Pesquisador do PPGL-UFES redescobre quatro poemas traduzidos por Machado de Assis que permaneciam inéditos
O Programa de Pós-Graduação em Letras da Universidade Federal do Espírito Santo acaba de disponibilizar em seu site a tese de doutorado Machado de Assis poeta-tradutor, defendida pelo Prof. Dr. Diego do Nascimento Rodrigues Flores em outubro deste ano. A pesquisa orientada pelo Prof. Dr. Raimundo Nonato Barbosa de Carvalho, sob coorientação do Prof. Dr. Eduardo Luis Araújo de Oliveira Batista, foi de alta produtividade: foram redescobertas quatro traduções poéticas de Machado de Assis que até agora não haviam sido coligidas pelos estudiosos da obra machadiana.
“O rei dos ôlmos (Balada de Goethe)”, assinada por Y. e atribuída a Machado, é uma tradução de “Erlkönig”, do poeta alemão Johann Wolfgang von Goethe, publicada na edição nº 241 da Semana Ilustrada, em 23 de julho de 1865. De acordo com Flores, o escritor brasileiro certamente não traduziu sozinho diretamente do alemão, visto que os seus estudos formais da língua de Goethe só começariam muito mais tarde, em 1883. Assim, só podemos supor com alguma segurança que esta tradução foi intermediada por alguém ou por outra tradução, possivelmente francesa.
A serenata “Lua da estiva noite”, composta em 1867 para ser cantada acompanhada de flauta e piano, com música do pianista Artur Napoleão, amigo de Machado de Assis, teve sua autoria atribuída exclusivamente ao poeta brasileiro, mas na verdade foi traduzida diretamente do poema “Serenade”, do norte-americano Henry Wadsworth Longfellow.

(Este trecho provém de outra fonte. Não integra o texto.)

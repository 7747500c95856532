//! Matching of closed requests against parameterized and conditional
//! registrations.

mod pattern;
mod unify;

use std::sync::Arc;

use crate::key::{ServiceType, TypeCatalog};
use crate::provider::context::InjectionConsumer;

pub use pattern::{Pattern, PredicateContext};
pub(crate) use pattern::{PatternRegistration, Predicate};
pub(crate) use unify::close;

/// The result of matching one closed request.
pub(crate) struct Match {
    pub(crate) outcome: Outcome,
    /// True if a predicate took part, so the outcome may differ per consumer.
    pub(crate) consumer_dependent: bool,
}

pub(crate) enum Outcome {
    Matched {
        pattern: Arc<PatternRegistration>,
        implementation: ServiceType,
    },
    NoMatch {
        rejected: Vec<ServiceType>,
    },
    Ambiguous {
        implementations: Vec<ServiceType>,
    },
}

/// Evaluates `candidates` in registration order against `service_type`.
///
/// Candidates which can't be closed are skipped. Among the rest, an
/// unconditional candidate always applies and a conditional one applies if
/// its predicate returns true. Exactly one applicable candidate is a match.
pub(crate) fn find(
    candidates: &[Arc<PatternRegistration>],
    service_type: &ServiceType,
    consumer: Option<&InjectionConsumer>,
    catalog: &TypeCatalog,
) -> Match {
    let mut applicable: Vec<(Arc<PatternRegistration>, ServiceType)> = Vec::new();
    let mut rejected = Vec::new();
    let mut consumer_dependent = false;

    for candidate in candidates {
        let Some(bindings) = close(
            &candidate.contract,
            &candidate.implementation,
            &candidate.params,
            service_type,
            catalog,
        ) else {
            continue;
        };
        let Some(implementation) = candidate.implementation.substitute(&bindings) else {
            continue;
        };
        let applies = match &candidate.predicate {
            Some(predicate) => {
                consumer_dependent = true;
                let context = PredicateContext::new(
                    service_type,
                    &implementation,
                    consumer,
                    !applicable.is_empty(),
                );
                predicate(&context)
            }
            None => true,
        };
        if applies {
            applicable.push((Arc::clone(candidate), implementation));
        } else {
            rejected.push(implementation);
        }
    }

    let outcome = match applicable.len() {
        0 => Outcome::NoMatch { rejected },
        1 => {
            let (pattern, implementation) = applicable.remove(0);
            Outcome::Matched {
                pattern,
                implementation,
            }
        }
        _ => Outcome::Ambiguous {
            implementations: applicable
                .into_iter()
                .map(|(_, implementation)| implementation)
                .collect(),
        },
    };
    Match {
        outcome,
        consumer_dependent,
    }
}

#[cfg(test)]
mod tests {
    use crate::container::registry::{ContainerId, RegistrationTemplate};
    use crate::key::{Constraint, TypeFacts, TypeParam};
    use crate::lifetime::Lifetime;
    use crate::provider::instance::InstanceProvider;

    use super::*;

    fn candidate(
        implementation: &str,
        params: Vec<TypeParam>,
        predicate: Option<Predicate>,
    ) -> Arc<PatternRegistration> {
        Arc::new(PatternRegistration {
            contract: ServiceType::named("IRepo").with_param("T"),
            implementation: ServiceType::named(implementation).with_param("T"),
            params,
            template: RegistrationTemplate::open(
                ContainerId::next(),
                Arc::new(InstanceProvider::new(0u8)),
                Lifetime::Transient,
            ),
            predicate,
        })
    }

    fn request(arg: &str) -> ServiceType {
        ServiceType::named("IRepo").with_arg(ServiceType::named(arg))
    }

    #[test]
    fn find_matches_open_pattern() {
        let candidates = [candidate("RepoA", Vec::new(), None)];
        let found = find(&candidates, &request("Entity"), None, &TypeCatalog::new());
        assert!(!found.consumer_dependent);
        let Outcome::Matched { implementation, .. } = found.outcome else {
            panic!("the pattern should match");
        };
        assert_eq!(implementation.to_string(), "RepoA<Entity>");
    }

    #[test]
    fn find_skips_candidates_with_violated_constraints() {
        let mut catalog = TypeCatalog::new();
        catalog.declare(TypeFacts::value("Point"));
        let candidates = [
            candidate(
                "RefRepo",
                vec![TypeParam::new("T").constraint(Constraint::ReferenceType)],
                None,
            ),
            candidate(
                "ValueRepo",
                vec![TypeParam::new("T").constraint(Constraint::ValueType)],
                None,
            ),
        ];
        let found = find(&candidates, &request("Point"), None, &catalog);
        let Outcome::Matched { implementation, .. } = found.outcome else {
            panic!("exactly one pattern should match");
        };
        assert_eq!(implementation.name(), "ValueRepo");
    }

    #[test]
    fn find_reports_ambiguity() {
        let always: Predicate = Arc::new(|_: &PredicateContext<'_>| true);
        let candidates = [
            candidate("RepoA", Vec::new(), Some(Arc::clone(&always))),
            candidate("RepoB", Vec::new(), Some(always)),
        ];
        let found = find(&candidates, &request("Entity"), None, &TypeCatalog::new());
        assert!(found.consumer_dependent);
        let Outcome::Ambiguous { implementations } = found.outcome else {
            panic!("both patterns should apply");
        };
        assert_eq!(implementations.len(), 2);
    }

    #[test]
    fn find_passes_handled_to_fallback() {
        let candidates = [
            candidate(
                "Special",
                Vec::new(),
                Some(Arc::new(|context: &PredicateContext<'_>| {
                    context.service_type().args()[0].to_string() == "Order"
                })),
            ),
            candidate(
                "Fallback",
                Vec::new(),
                Some(Arc::new(|context: &PredicateContext<'_>| !context.handled())),
            ),
        ];
        let catalog = TypeCatalog::new();

        let Outcome::Matched { implementation, .. } =
            find(&candidates, &request("Order"), None, &catalog).outcome
        else {
            panic!("the special pattern should match");
        };
        assert_eq!(implementation.name(), "Special");

        let found = find(&candidates, &request("Customer"), None, &catalog);
        let Outcome::Matched { implementation, .. } = found.outcome else {
            panic!("the fallback should match");
        };
        assert_eq!(implementation.name(), "Fallback");
    }

    #[test]
    fn find_lists_rejected_conditionals() {
        let never: Predicate = Arc::new(|_: &PredicateContext<'_>| false);
        let candidates = [candidate("RepoA", Vec::new(), Some(never))];
        let found = find(&candidates, &request("Entity"), None, &TypeCatalog::new());
        let Outcome::NoMatch { rejected } = found.outcome else {
            panic!("no pattern should apply");
        };
        assert_eq!(rejected[0].to_string(), "RepoA<Entity>");
    }
}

Foi o professor José Américo Miranda que, após pedido de ajuda de Flores, conseguiu identificar o texto-fonte de Longfellow.
“O coração”, tradução do poema alemão “Das Herz” de Hermann Neumann, foi publicado anonimamente junto com texto-fonte na edição 782 da Semana Ilustrada, em 1875. Considerando que o poeta-tradutor ainda não conhecia o idioma alemão, provavelmente ele versificou o poema a partir de uma tradução literal do amigo Henrique Fleuiss, autor do desenho alegórico publicado junto com o poema.
Por fim, caso particularmente sui generis, “Inocência” de Luís Guimarães Júnior, também da década de 1870, foi vertida para o francês, constituindo o único trabalho em que Machado de Assis transporta um texto poético da língua portuguesa para uma língua estrangeira. Flores supõe que esta tradução foi um trabalho que o escritor fez a pedido de um amigo e que pouca relação guarda com a sua obra autoral ou sua poética.
De acordo com Diego Flores, a redescoberta das traduções poéticas, por muito tempo esquecidas, ajuda “a preencher a considerável lacuna deixada pela crítica quanto às traduções de Machado e ao papel que elas tiveram em sua carreira ou em sua obra”. Além disso, contribui para o conhecimento do escritor Machado de Assis a partir dos textos traduzidos por ele, buscando entender o que as escolhas feitas e o que os textos escolhidos representam para sua formação na maneira como dialogam com sua vida e obra e de que forma a maneira como foram traduzidos ajudam a perfilar o perfil do poeta-tradutor Machado de Assis.
A tese de doutorado Machado de Assis poeta-tradutor buscou estudar e perfilar, de maneira tão abrangente quanto possível, o poeta-tradutor Machado de Assis a partir dos poemas por ele traduzidos em confronto com os textos-fonte de que ele possa ter se servido. Adotando o viés metodológico de crítica de tradução proposto por Antoine Berman, Diego Flores estudou cada uma das traduções de poesia feitas por Machado de Assis, investigando os traços que poderiam nos ajudar a encontrar um projeto de tradução, um modus operandi machadiano do traduzir, revelando a marca do poeta-tradutor, obrigando-nos a ler esses poemas como novos originais que frequentemente dialogam com o restante de sua produção autoral e principalmente com sua visão de mundo e de literatura, além de terem sido instrumentais na sua formação como escritor.